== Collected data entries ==
++++++
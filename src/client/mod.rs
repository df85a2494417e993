//! HTTP client for the Twenty CRM API.
//!
//! This module provides a synchronous HTTP client that can be used from async contexts
//! via `tokio::task::spawn_blocking`. The client handles bearer authentication, error
//! mapping and GraphQL error extraction. Both the GraphQL endpoint and the legacy REST
//! endpoints are exposed; callers decide how responses are shaped into records.

mod async_wrapper;
pub use async_wrapper::{AsyncTwentyClient, AsyncTwentyClientImpl};

use crate::config::Config;
use crate::error::{TwentyApiError, TwentyApiResult};
use crate::metrics::{HttpTimer, Metrics};
use serde_json::{json, Value};
use std::sync::Arc;
use std::time::Duration;

/// Query parameters for a REST collection request.
#[derive(Debug, Clone, Default, PartialEq)]
pub struct RestListParams {
    /// Bracket-syntax filter (`name[ilike]:"%acme%"`)
    pub filter: Option<String>,

    /// Page size
    pub limit: usize,

    /// `field[Direction]`
    pub order_by: Option<String>,
}

/// HTTP client for the Twenty CRM API.
///
/// This client uses `ureq` for synchronous HTTP requests and can be called
/// from async contexts using `tokio::task::spawn_blocking`.
#[derive(Clone)]
pub struct TwentyClient {
    /// Base URL of the Twenty instance
    base_url: String,

    /// API key for authentication
    api_key: String,

    /// HTTP client agent
    agent: Arc<ureq::Agent>,

    /// Metrics collector
    metrics: Metrics,
}

impl TwentyClient {
    /// Create a new TwentyClient from configuration.
    pub fn new(config: &Config) -> Self {
        let agent = ureq::AgentBuilder::new()
            .timeout(Duration::from_secs(config.request_timeout))
            .build();

        Self {
            base_url: config.twenty_api_url.clone(),
            api_key: config.twenty_api_key.clone(),
            agent: Arc::new(agent),
            metrics: Metrics::new(),
        }
    }

    /// Create a TwentyClient with a custom base URL (useful for testing).
    #[doc(hidden)]
    pub fn with_base_url(base_url: String, api_key: String) -> Self {
        let agent = ureq::AgentBuilder::new()
            .timeout(Duration::from_secs(10))
            .build();

        Self {
            base_url,
            api_key,
            agent: Arc::new(agent),
            metrics: Metrics::new(),
        }
    }

    /// Get a reference to the metrics collector.
    pub fn metrics(&self) -> &Metrics {
        &self.metrics
    }

    /// Build a full URL from a path.
    fn build_url(&self, path: &str) -> String {
        let base = self.base_url.trim_end_matches('/');
        let path = path.trim_start_matches('/');
        format!("{}/{}", base, path)
    }

    /// Execute an authenticated request, with a JSON body when one is given.
    fn send(&self, method: &str, path: &str, body: Option<&Value>) -> TwentyApiResult<Value> {
        let url = self.build_url(path);
        let timer = HttpTimer::new(self.metrics.clone());

        tracing::debug!("{} {}", method, url);
        if let Some(body) = body {
            tracing::debug!(
                "Request body: {}",
                serde_json::to_string_pretty(body).unwrap_or_else(|_| "<invalid json>".to_string())
            );
        }

        let request = self
            .agent
            .request(method, &url)
            .set("Authorization", &format!("Bearer {}", self.api_key))
            .set("Content-Type", "application/json");

        let result = match body {
            Some(body) => request.send_json(body),
            None => request.call(),
        }
        .map_err(|e| self.map_error(e));

        match result {
            Ok(response) => {
                tracing::debug!("{} {} - Success (status: {})", method, url, response.status());
                timer.complete();
                let text = response
                    .into_string()
                    .map_err(|e| TwentyApiError::HttpError(e.to_string()))?;
                if text.trim().is_empty() {
                    return Ok(Value::Null);
                }
                Ok(serde_json::from_str(&text)?)
            }
            Err(e) => {
                tracing::error!("{} {} - Error: {:?}", method, url, e);
                timer.complete_with_error();
                Err(e)
            }
        }
    }

    /// Map a ureq error to a TwentyApiError.
    fn map_error(&self, error: ureq::Error) -> TwentyApiError {
        match error {
            ureq::Error::Status(code, response) => {
                let message = response
                    .into_string()
                    .unwrap_or_else(|_| "Unknown error".to_string());

                match code {
                    401 => TwentyApiError::Unauthorized,
                    404 => TwentyApiError::NotFound(message),
                    429 => TwentyApiError::RateLimitExceeded,
                    _ => TwentyApiError::ApiError {
                        status: code,
                        message,
                    },
                }
            }
            ureq::Error::Transport(transport) => {
                if transport.kind() == ureq::ErrorKind::ConnectionFailed {
                    TwentyApiError::HttpError("Connection failed".to_string())
                } else if transport.kind() == ureq::ErrorKind::Io {
                    TwentyApiError::Timeout
                } else {
                    TwentyApiError::HttpError(transport.to_string())
                }
            }
        }
    }

    // ========================= GraphQL =========================

    /// Run a GraphQL document and return its `data` object.
    ///
    /// A non-empty top-level `errors` array is an error even on HTTP 200.
    /// Twenty also answers invalid documents with HTTP 400 and the same
    /// `errors` body, which is reported the same way.
    pub fn graphql(&self, query: &str, variables: Value) -> TwentyApiResult<Value> {
        let body = json!({ "query": query, "variables": variables });

        let response = match self.send("POST", "/graphql", Some(&body)) {
            Ok(response) => response,
            Err(TwentyApiError::ApiError { status, message }) => {
                return match serde_json::from_str::<Value>(&message)
                    .ok()
                    .and_then(|v| graphql_errors(&v))
                {
                    Some(errors) => {
                        self.metrics.record_graphql_error();
                        Err(TwentyApiError::GraphqlError(errors))
                    }
                    None => Err(TwentyApiError::ApiError { status, message }),
                };
            }
            Err(e) => return Err(e),
        };

        if let Some(errors) = graphql_errors(&response) {
            self.metrics.record_graphql_error();
            tracing::warn!("GraphQL errors: {}", errors.join("; "));
            return Err(TwentyApiError::GraphqlError(errors));
        }

        match response.get("data") {
            Some(data) if !data.is_null() => Ok(data.clone()),
            _ => Err(TwentyApiError::Other(
                "GraphQL response has no data".to_string(),
            )),
        }
    }

    // ========================= REST =========================

    /// `GET /rest/<plural>` with optional filter and ordering.
    pub fn rest_list(&self, plural: &str, params: &RestListParams) -> TwentyApiResult<Value> {
        let mut path = format!("/rest/{}?limit={}", plural, params.limit);
        if let Some(filter) = &params.filter {
            path.push_str(&format!("&filter={}", urlencoding::encode(filter)));
        }
        if let Some(order_by) = &params.order_by {
            path.push_str(&format!("&order_by={}", urlencoding::encode(order_by)));
        }
        self.send("GET", &path, None)
    }

    /// `GET /rest/<plural>/<id>`
    pub fn rest_get(&self, plural: &str, id: &str) -> TwentyApiResult<Value> {
        self.send("GET", &format!("/rest/{}/{}", plural, id), None)
    }

    /// `POST /rest/<plural>`
    pub fn rest_create(&self, plural: &str, body: &Value) -> TwentyApiResult<Value> {
        self.send("POST", &format!("/rest/{}", plural), Some(body))
    }

    /// `PUT /rest/<plural>/<id>`
    pub fn rest_update(&self, plural: &str, id: &str, body: &Value) -> TwentyApiResult<Value> {
        self.send("PUT", &format!("/rest/{}/{}", plural, id), Some(body))
    }

    /// `DELETE /rest/<plural>/<id>`
    pub fn rest_delete(&self, plural: &str, id: &str) -> TwentyApiResult<Value> {
        self.send("DELETE", &format!("/rest/{}/{}", plural, id), None)
    }
}

/// Messages of a non-empty `errors` array, if the response has one.
fn graphql_errors(response: &Value) -> Option<Vec<String>> {
    let errors = response.get("errors")?.as_array()?;
    if errors.is_empty() {
        return None;
    }
    Some(
        errors
            .iter()
            .map(|e| {
                e.get("message")
                    .and_then(Value::as_str)
                    .map(str::to_string)
                    .unwrap_or_else(|| e.to_string())
            })
            .collect(),
    )
}
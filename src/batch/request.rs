//! Batch request items and their dispatch keys.

use crate::domain::ValidationError;
use serde::{Deserialize, Serialize};
use serde_json::Value;

/// One item of a batch: which operation to run and with what.
#[derive(Debug, Clone, PartialEq, Serialize, Deserialize)]
pub struct BatchRequest {
    pub resource: String,
    pub operation: String,
    #[serde(default)]
    pub params: Value,
}

impl BatchRequest {
    pub fn new(resource: &str, operation: &str, params: Value) -> Self {
        Self {
            resource: resource.to_string(),
            operation: operation.to_string(),
            params,
        }
    }

    /// `resource:operation`, as named in errors.
    pub fn pair(&self) -> String {
        format!("{}:{}", self.resource, self.operation)
    }
}

/// Every supported resource/operation pair.
#[derive(Debug, Clone, Copy, PartialEq, Eq)]
pub enum Operation {
    PersonFind,
    PersonCreate,
    PersonUpdate,
    PersonDelete,
    PersonListByCompany,
    PersonSync,
    CompanyFind,
    CompanyCreate,
    CompanyUpdate,
    CompanyDelete,
    OpportunityFind,
    OpportunityCreate,
    OpportunityUpdate,
    OpportunityDelete,
    OpportunityList,
    NoteCreate,
    NoteUpdate,
    NoteDelete,
    NoteList,
    TaskCreate,
    TaskUpdate,
    TaskDelete,
    TaskFind,
    TaskList,
}

impl Operation {
    pub fn parse(resource: &str, operation: &str) -> Result<Self, ValidationError> {
        use Operation::*;
        let op = match (resource, operation) {
            ("person", "find") => PersonFind,
            ("person", "create") => PersonCreate,
            ("person", "update") => PersonUpdate,
            ("person", "delete") => PersonDelete,
            ("person", "listByCompany") => PersonListByCompany,
            ("person", "sync") => PersonSync,
            ("company", "find") => CompanyFind,
            ("company", "create") => CompanyCreate,
            ("company", "update") => CompanyUpdate,
            ("company", "delete") => CompanyDelete,
            ("opportunity", "find") => OpportunityFind,
            ("opportunity", "create") => OpportunityCreate,
            ("opportunity", "update") => OpportunityUpdate,
            ("opportunity", "delete") => OpportunityDelete,
            ("opportunity", "list") => OpportunityList,
            ("note", "create") => NoteCreate,
            ("note", "update") => NoteUpdate,
            ("note", "delete") => NoteDelete,
            ("note", "list") => NoteList,
            ("task", "create") => TaskCreate,
            ("task", "update") => TaskUpdate,
            ("task", "delete") => TaskDelete,
            ("task", "find") => TaskFind,
            ("task", "list") => TaskList,
            _ => {
                return Err(ValidationError::UnknownOperation(format!(
                    "{}:{}",
                    resource, operation
                )))
            }
        };
        Ok(op)
    }
}
mod graphql_repository;
mod response;
mod rest_repository;
mod schema_repository;
mod traits;

pub use graphql_repository::GraphqlRecordRepository;
pub use rest_repository::RestRecordRepository;
pub use schema_repository::GraphqlSchemaRepository;
pub use traits::{FindQuery, RecordRepository, SchemaRepository};
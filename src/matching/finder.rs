//! Unified finder: one search entry point for every entity kind.

use super::confidence::{score, Confidence, ExactName, MatchResult};
use super::criterion::{SearchCriterion, SearchMethod};
use crate::domain::{DomainName, EmailAddress, ValidationError};
use crate::error::TwentyApiResult;
use crate::filter::Filter;
use crate::models::{EntityKind, Record};
use crate::repositories::{FindQuery, RecordRepository};
use crate::resolution::FieldResolver;
use std::sync::Arc;
use tracing::debug;

/// Sub-field used when a link-typed custom field path has no second segment.
const DEFAULT_LINK_SUBFIELD: &str = "primaryLinkUrl";

/// The key a strict lookup matches on.
#[derive(Debug, Clone, PartialEq, Eq)]
pub enum NaturalKey {
    Email(EmailAddress),
    Domain(DomainName),
    Name(String),
}

impl NaturalKey {
    /// Label used for `foundBy` and log lines.
    pub fn label(&self) -> &'static str {
        match self {
            Self::Email(_) => "email",
            Self::Domain(_) => "domain",
            Self::Name(_) => "name",
        }
    }

    /// Backend filter admitting only records whose key equals this one.
    fn filter(&self, kind: EntityKind) -> Result<Filter, ValidationError> {
        match self {
            Self::Email(email) => Ok(Filter::eq("emails.primaryEmail", email.as_str())),
            Self::Domain(domain) => Ok(Filter::Or(
                link_forms(domain)
                    .iter()
                    .map(|form| Filter::iexact("domainName.primaryLinkUrl", form))
                    .collect(),
            )),
            Self::Name(name) => Ok(Filter::iexact(name_field(kind)?, name.trim())),
        }
    }

    fn verifies(&self, kind: EntityKind, record: &Record) -> bool {
        match self {
            Self::Email(email) => record
                .get_str("emails.primaryEmail")
                .map(|stored| email.matches(stored))
                .unwrap_or(false),
            Self::Domain(domain) => record
                .get_str("domainName.primaryLinkUrl")
                .map(|stored| domain.matches(stored))
                .unwrap_or(false),
            Self::Name(name) => kind
                .name_field()
                .and_then(|field| record.get_str(field))
                .map(|stored| stored.trim().to_lowercase() == name.trim().to_lowercase())
                .unwrap_or(false),
        }
    }
}

/// Every way a company link for `domain` is commonly stored.
fn link_forms(domain: &DomainName) -> Vec<String> {
    const PREFIXES: [&str; 5] = ["", "https://", "http://", "https://www.", "http://www."];
    PREFIXES
        .iter()
        .flat_map(|prefix| {
            [
                format!("{}{}", prefix, domain),
                format!("{}{}/", prefix, domain),
            ]
        })
        .collect()
}

fn name_field(kind: EntityKind) -> Result<&'static str, ValidationError> {
    kind.name_field()
        .ok_or_else(|| ValidationError::UnsupportedSearchMethod {
            method: "name".into(),
            entity: kind.singular().into(),
        })
}

/// Translates search criteria into backend filters and scores the results.
#[derive(Clone)]
pub struct UnifiedFinder {
    records: Arc<dyn RecordRepository>,
    resolver: FieldResolver,
    limit: usize,
}

impl UnifiedFinder {
    pub fn new(records: Arc<dyn RecordRepository>, resolver: FieldResolver, limit: usize) -> Self {
        Self {
            records,
            resolver,
            limit,
        }
    }

    /// Build the backend filter for a validated criterion.
    ///
    /// Custom field paths go through the field resolver, so this may hit
    /// the schema.
    pub async fn build_filter(
        &self,
        kind: EntityKind,
        criterion: &SearchCriterion,
    ) -> TwentyApiResult<Filter> {
        let value = criterion.value.as_str();

        let filter = match criterion.method {
            SearchMethod::Email => Filter::eq("emails.primaryEmail", value.to_lowercase()),
            SearchMethod::Phone => Filter::eq("phones.primaryPhoneNumber", value),
            SearchMethod::Name => match kind {
                EntityKind::Person => Filter::Or(vec![
                    Filter::icontains("name.firstName", value),
                    Filter::icontains("name.lastName", value),
                ]),
                _ => Filter::icontains(name_field(kind)?, value),
            },
            SearchMethod::Domain => {
                let domain = DomainName::normalize(value)?;
                Filter::icontains("domainName.primaryLinkUrl", domain.as_str())
            }
            SearchMethod::CustomField => {
                let path = criterion
                    .field_path
                    .as_deref()
                    .ok_or_else(|| ValidationError::MissingRequiredParameter("customFieldPath".into()))?;
                self.custom_field_filter(kind, path, value).await?
            }
            SearchMethod::Id => Filter::eq("id", value),
        };

        debug!("{} search by {}: {:?}", kind, criterion.method, filter);
        Ok(filter)
    }

    async fn custom_field_filter(
        &self,
        kind: EntityKind,
        path: &str,
        value: &str,
    ) -> TwentyApiResult<Filter> {
        let mut segments = path.split('.');
        let head = segments.next().unwrap_or_default();
        let rest: Vec<&str> = segments.collect();

        let resolved = self.resolver.resolve(kind, head).await?.require(head)?;

        if resolved.ends_with("Link") {
            let sub = if rest.is_empty() {
                DEFAULT_LINK_SUBFIELD.to_string()
            } else {
                rest.join(".")
            };
            Ok(Filter::eq(format!("{}.{}", resolved, sub), value))
        } else {
            let full_path = std::iter::once(resolved.as_str())
                .chain(rest.iter().copied())
                .collect::<Vec<_>>()
                .join(".");
            Ok(Filter::contains(full_path, value))
        }
    }

    /// Search `kind` by `criterion` and score the result set.
    ///
    /// Opportunity name searches prefer a record whose name equals the
    /// value, ignoring case.
    pub async fn find(
        &self,
        kind: EntityKind,
        criterion: &SearchCriterion,
        include_related: bool,
    ) -> TwentyApiResult<MatchResult> {
        let filter = self.build_filter(kind, criterion).await?;
        let query = FindQuery::new(Some(filter), self.limit).with_related(include_related);
        let page = self.records.find(kind, &query).await?;

        let exact = (kind == EntityKind::Opportunity && criterion.method == SearchMethod::Name)
            .then(|| ExactName {
                field: "name",
                value: criterion.value.as_str(),
            });

        let has_next_page = page.has_next_page;
        let result = score(page.records, page.total_count, exact);

        // The exact name may sit beyond the first page of substring hits.
        if exact.is_some() && has_next_page && result.confidence != Confidence::Exact {
            let query = FindQuery::new(
                Some(Filter::iexact("name", criterion.value.trim())),
                1,
            )
            .with_related(include_related);
            let exact_page = self.records.find(kind, &query).await?;
            if let Some(record) = exact_page.records.into_iter().next() {
                return Ok(MatchResult::matched(
                    record,
                    Confidence::Exact,
                    result.total_matches,
                ));
            }
        }

        Ok(result)
    }

    /// Strict lookup by natural key: only a record whose key equals the
    /// given one counts as found, and then with [`Confidence::Exact`].
    pub async fn find_exact(&self, kind: EntityKind, key: &NaturalKey) -> TwentyApiResult<MatchResult> {
        let filter = key.filter(kind)?;
        let page = self
            .records
            .find(kind, &FindQuery::new(Some(filter), self.limit))
            .await?;

        let total = page.records.len();
        let hit = page.records.into_iter().find(|r| key.verifies(kind, r));

        debug!(
            "Strict {} lookup by {}: {} candidates, hit={}",
            kind,
            key.label(),
            total,
            hit.is_some()
        );

        Ok(match hit {
            Some(record) => MatchResult::matched(record, Confidence::Exact, 1),
            None => MatchResult::not_found(),
        })
    }
}
#[tokio::test]
async fn test_find_person_by_shared_last_name_is_ambiguous() {
    let repo = seeded();
    let output = person_service(&repo).find(key("name", "doe")).await.unwrap();

    let json = serde_json::to_value(&output).unwrap();
    assert_eq!(json["found"], true);
    assert_eq!(json["confidence"], 0.8);
    assert_eq!(json["totalMatches"], 2);
    assert_eq!(json["recordId"], JANE_ID);
}

#[tokio::test]
async fn test_find_person_miss() {
    let repo = seeded();
    let output = person_service(&repo)
        .find(key("email", "nobody@example.com"))
        .await
        .unwrap();

    let json = serde_json::to_value(&output).unwrap();
    assert_eq!(json["found"], false);
    assert_eq!(json["person"], Value::Null);
    assert_eq!(json["confidence"], 0.0);
    assert_eq!(
        json["message"],
        "No person found with email: nobody@example.com"
    );
}

#[tokio::test]
async fn test_find_rejects_unsupported_method_before_searching() {
    let repo = seeded();
    let err = person_service(&repo)
        .find(key("domain", "acme.com"))
        .await
        .unwrap_err();

    assert!(err.is_validation());
    assert_eq!(repo.get_call_count("find"), 0);
}

#[tokio::test]
async fn test_find_by_custom_field_resolves_link_suffix() {
    let repo = seeded();
    repo.add(
        EntityKind::Person,
        json!({
            "id": "66666666-6666-4666-8666-666666666666",
            "name": {"firstName": "Ig", "lastName": "User"},
            "instagramLink": {"primaryLinkUrl": "https://instagram.com/iguser"}
        }),
    );
    let schema = MockSchemaRepository::new().with_fields("Person", &["id", "instagramLink"]);
    let service = PersonServiceImpl::new(backend(&repo, schema));

    let output = service
        .find(KeyParams {
            search_by: "customField".into(),
            search_value: "https://instagram.com/iguser".into(),
            custom_field_path: Some("instagram".into()),
            include_related: Some(false),
        })
        .await
        .unwrap();

    assert!(output.found);
    assert_eq!(
        output.record_id.as_deref(),
        Some("66666666-6666-4666-8666-666666666666")
    );
    assert!(!repo.last_query().unwrap().include_related);
}

#[tokio::test]
async fn test_find_by_unknown_custom_field_lists_candidates() {
    let repo = seeded();
    let schema = MockSchemaRepository::new().with_fields("Person", &["id", "city"]);
    let service = PersonServiceImpl::new(backend(&repo, schema));

    let err = service
        .find(KeyParams {
            search_by: "customField".into(),
            search_value: "x".into(),
            custom_field_path: Some("instagram".into()),
            include_related: None,
        })
        .await
        .unwrap_err();

    let message = err.to_string();
    assert!(message.contains("instagram"));
    assert!(message.contains("instagramLink"));
}

// ---------------------------------------------------------------------------
// person:create
// ---------------------------------------------------------------------------

#[tokio::test]
async fn test_create_person_then_create_again_is_idempotent() {
    let repo = seeded();
    let service = person_service(&repo);
    let fields = PersonFields {
        first_name: Some("Ada".into()),
        last_name: Some("Lovelace".into()),
        email: Some("ada@example.com".into()),
        ..Default::default()
    };

    let first = serde_json::to_value(service.create(fields.clone()).await.unwrap()).unwrap();
    assert_eq!(first["created"], true);
    assert_eq!(first["action"], "created");
    assert_eq!(first["confidence"], 1.0);
    assert_eq!(first["message"], "Person created: Ada Lovelace");

    let second = serde_json::to_value(service.create(fields).await.unwrap()).unwrap();
    assert_eq!(second["created"], false);
    assert_eq!(second["action"], "found");
    assert_eq!(second["foundBy"], "email");
    assert_eq!(second["recordId"], first["recordId"]);
    assert_eq!(repo.count(EntityKind::Person), 3);
    assert_eq!(repo.get_call_count("create"), 1);
}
++++++
== What is required ==
Look for the word "primaryEmail" in the data, then return every line that contains it.

== Response box ==
            Self::Email(email) => Ok(Filter::eq("emails.primaryEmail", email.as_str())),
                .get_str("emails.primaryEmail")
            SearchMethod::Email => Filter::eq("emails.primaryEmail", value.to_lowercase()),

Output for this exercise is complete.